Jam menunjukan pukul lima sore, Amber beberes rumah dan kamarnya sebelum Chanyeol datang. Semua sudah ia lakukan, jam sudah menunjukkan pukul enam, pelan-pelan langit berubah orange keungu-unguan, matahari pun tenggelam diufuk.
Amber memandangi jendela kamarnya yang mulai hitam kosong sambil menggigit bibir. Amber gelisah karena Chanyeol belum juga datang.
Akhirnya suara lengkingan bell yang biasanya mengganggunya berbunyi sangat indah bagaikan lonceng katedral, karena ia tau itu adalah orang yang ia tunggu - tunggu sedari tadi yang menekannya. Amber terlonjak buru-buru ia menuruni anak tangga, tak mau Chanyeol menunggu terlalu lama. Amber melirik dirinya di cermin ruang depan sebelum membuka pintu.
Amber berlari kearah pintu sampai lantai linoleum berdentum karena pijakannya. Dengan terengah-engah Amber segera merenggut pintu hingga terbuka lebar dan bersemangat.
Amber melihat Chanyeol berdiri disana. Amber tidak pernah bosan memandangi wajah Chanyeol. Mata Amber menyusuri garis-garis wajahnya yang berbentuk oval, rahangnya yang sempurna, garis hidungnya yang lurus, lekuk bibirnya yang lembut kemerahan, bibir bawahnya yang sensual terbelah membuat pikiran Amber melantur sesaat, bibir itu sekarang menekuk membentuk senyuman memamerkan sederet gigi putihnya yang sempurna dan menimbulkan lesung pipi dipipi kirinya, dahinya mulus, matanya yang bulat memandang Amber hangat dan penuh cinta, dibingkai bulu mata tipis dan alis hitam, sudut matanya tertarik membentuk efek senyuman. Amber tidak pernah absen menikmati setiap sudut wajah kekasihnya. Chanyeol meraih tangan Amber, membuat Amber mendesah ketika jari-jari Chanyeol yang hangat menyentuh tangan Amber, membuat Amber membalas senyuman Chanyeol.
"Hai". Sapa Chanyeol, membuat Amber tersenyum kembali mendengar sapaan Chanyeol yang anti klimaks.
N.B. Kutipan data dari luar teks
// src/dag/targets.rs

//! Target selection and the execution plan derived from it.

use std::collections::HashMap;
use std::fmt;

use regex::RegexSet;

use crate::errors::{Result, WsrunError};
use crate::types::PackageName;

/// Why a package is part of the run.
#[derive(Debug, Clone, Copy, PartialEq, Eq, Hash)]
pub enum Origin {
    /// Matched one of the package filters.
    Primary,
    /// Added as a dependency of a primary package.
    Upstream,
    /// Added as a dependent of a primary package.
    Downstream,
}

impl fmt::Display for Origin {
    fn fmt(&self, f: &mut fmt::Formatter<'_>) -> fmt::Result {
        let label = match self {
            Origin::Primary => "primary",
            Origin::Upstream => "upstream",
            Origin::Downstream => "downstream",
        };
        f.write_str(label)
    }
}

/// OR-combination of package name regexes.
#[derive(Debug, Clone)]
pub struct PackageFilter {
    patterns: Vec<String>,
    set: RegexSet,
}

impl PackageFilter {
    /// Match-everything filter used when no pattern is given.
    pub const MATCH_ALL: &'static str = ".*";

    pub fn new(patterns: &[String]) -> Result<Self> {
        let patterns: Vec<String> = if patterns.is_empty() {
            vec![Self::MATCH_ALL.to_string()]
        } else {
            patterns.to_vec()
        };

        // Compile one by one first so the error names the bad pattern.
        for pattern in &patterns {
            if let Err(source) = regex::Regex::new(pattern) {
                return Err(WsrunError::InvalidFilter {
                    pattern: pattern.clone(),
                    source,
                });
            }
        }

        let set = RegexSet::new(&patterns).map_err(|source| WsrunError::InvalidFilter {
            pattern: patterns.join(" | "),
            source,
        })?;

        Ok(Self { patterns, set })
    }

    pub fn patterns(&self) -> &[String] {
        &self.patterns
    }

    /// Unanchored search: a pattern matches if it matches anywhere in the name.
    pub fn matches(&self, name: &str) -> bool {
        self.set.is_match(name)
    }

    /// Names matching the filter, in input order.
    ///
    /// An empty selection is a [`WsrunError::NoMatch`] listing every candidate.
    pub fn select<'a>(&self, candidates: impl IntoIterator<Item = &'a str>) -> Result<Vec<PackageName>> {
        let candidates: Vec<&str> = candidates.into_iter().collect();
        let selected: Vec<PackageName> = candidates
            .iter()
            .filter(|name| self.matches(name))
            .map(|name| name.to_string())
            .collect();

        if selected.is_empty() {
            return Err(WsrunError::NoMatch {
                filters: self.patterns.clone(),
                candidates: candidates.into_iter().map(str::to_string).collect(),
            });
        }

        Ok(selected)
    }
}

/// Deduplicated union of primary, upstream-added and downstream-added
/// packages.
///
/// First insertion wins: a package already present keeps its origin.
#[derive(Debug, Clone, Default)]
pub struct TargetSet {
    members: HashMap<PackageName, Origin>,
    insertion_order: Vec<PackageName>,
}

impl TargetSet {
    pub fn new() -> Self {
        Self::default()
    }

    /// Add `name` with `origin` unless already present. Returns whether it
    /// was added.
    pub fn insert(&mut self, name: PackageName, origin: Origin) -> bool {
        if self.members.contains_key(&name) {
            return false;
        }
        self.members.insert(name.clone(), origin);
        self.insertion_order.push(name);
        true
    }

    pub fn extend(&mut self, names: impl IntoIterator<Item = PackageName>, origin: Origin) {
        for name in names {
            self.insert(name, origin);
        }
    }

    pub fn contains(&self, name: &str) -> bool {
        self.members.contains_key(name)
    }

    pub fn origin_of(&self, name: &str) -> Option<Origin> {
        self.members.get(name).copied()
    }

    pub fn len(&self) -> usize {
        self.members.len()
    }

    pub fn is_empty(&self) -> bool {
        self.members.is_empty()
    }

    /// Members with the given origin, in insertion order.
    pub fn with_origin(&self, origin: Origin) -> Vec<&str> {
        self.insertion_order
            .iter()
            .filter(|name| self.members.get(*name) == Some(&origin))
            .map(|name| name.as_str())
            .collect()
    }
}

/// A package selected for (or excluded from) execution.
#[derive(Debug, Clone, PartialEq, Eq)]
pub struct PlannedPackage {
    pub name: PackageName,
    pub origin: Origin,
}

/// Targets in topological order, split by whether they define the script.
#[derive(Debug, Clone)]
pub struct ExecutionPlan {
    pub script: String,
    /// Packages to run, in order.
    pub packages: Vec<PlannedPackage>,
    /// Targets without the script; reported, never run.
    pub missing_script: Vec<PlannedPackage>,
}

impl ExecutionPlan {
    /// Restrict `order` to members of `targets` and partition them with
    /// `has_script`. Relative order is preserved on both sides.
    pub fn build(
        order: &[PackageName],
        targets: &TargetSet,
        script: &str,
        mut has_script: impl FnMut(&str) -> bool,
    ) -> Self {
        let mut packages = Vec::new();
        let mut missing_script = Vec::new();

        for name in order {
            let Some(origin) = targets.origin_of(name) else {
                continue;
            };
            let planned = PlannedPackage {
                name: name.clone(),
                origin,
            };
            if has_script(name) {
                packages.push(planned);
            } else {
                missing_script.push(planned);
            }
        }

        Self {
            script: script.to_string(),
            packages,
            missing_script,
        }
    }

    pub fn is_empty(&self) -> bool {
        self.packages.is_empty()
    }

    pub fn names(&self) -> Vec<PackageName> {
        self.packages.iter().map(|p| p.name.clone()).collect()
    }

    /// Targets lacking the script with the given origin.
    pub fn missing_with_origin(&self, origin: Origin) -> Vec<&str> {
        self.missing_script
            .iter()
            .filter(|p| p.origin == origin)
            .map(|p| p.name.as_str())
            .collect()
    }
}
Tangan mereka saling bertautan, Chanyeol membelai pipi Amber dengan punggung tanganya.
"Kenapa lama buka pintunya? Sampai membuatku rindu karena menunggumu didepan pintu" Tanya Chanyeol, suaranya sarat akan keluguan yang dibuat-buat dengan suaranya yang berat.
"Aku lama?"
"Sedikit" seru Chanyeol, lagi-lagi sok lugu.
"Maaf, tadi aku mengecek penampilanku dulu sebelum menyambutmu" Aku Amber sambil menggaruk garuk tengkuknya.
"Kau tidak perlu melakukan itu Amber, kau tetap__menarik" tatapanya kali ini menggoda.
Amber tersenyum, mata Chanyeol memandangi tubuh Amber lalu naik lagi menatap matanya, tatapannya langsung menusuk Amber. Amber menarik tangan Chanyeol masuk kedalam rumah, Chanyeol menutup pintu lalu mereka berciuman, pelan - pelan dengan lembut, hembusan nafas Chanyeol yang hangat menerpa mulut Amber yang terbuka hingga Amber bisa merasakan aroma nafas Chanyeol di lidahnya, sungguh nyaman dapat berciuman dengan orang yang tepat dan mencintaimu.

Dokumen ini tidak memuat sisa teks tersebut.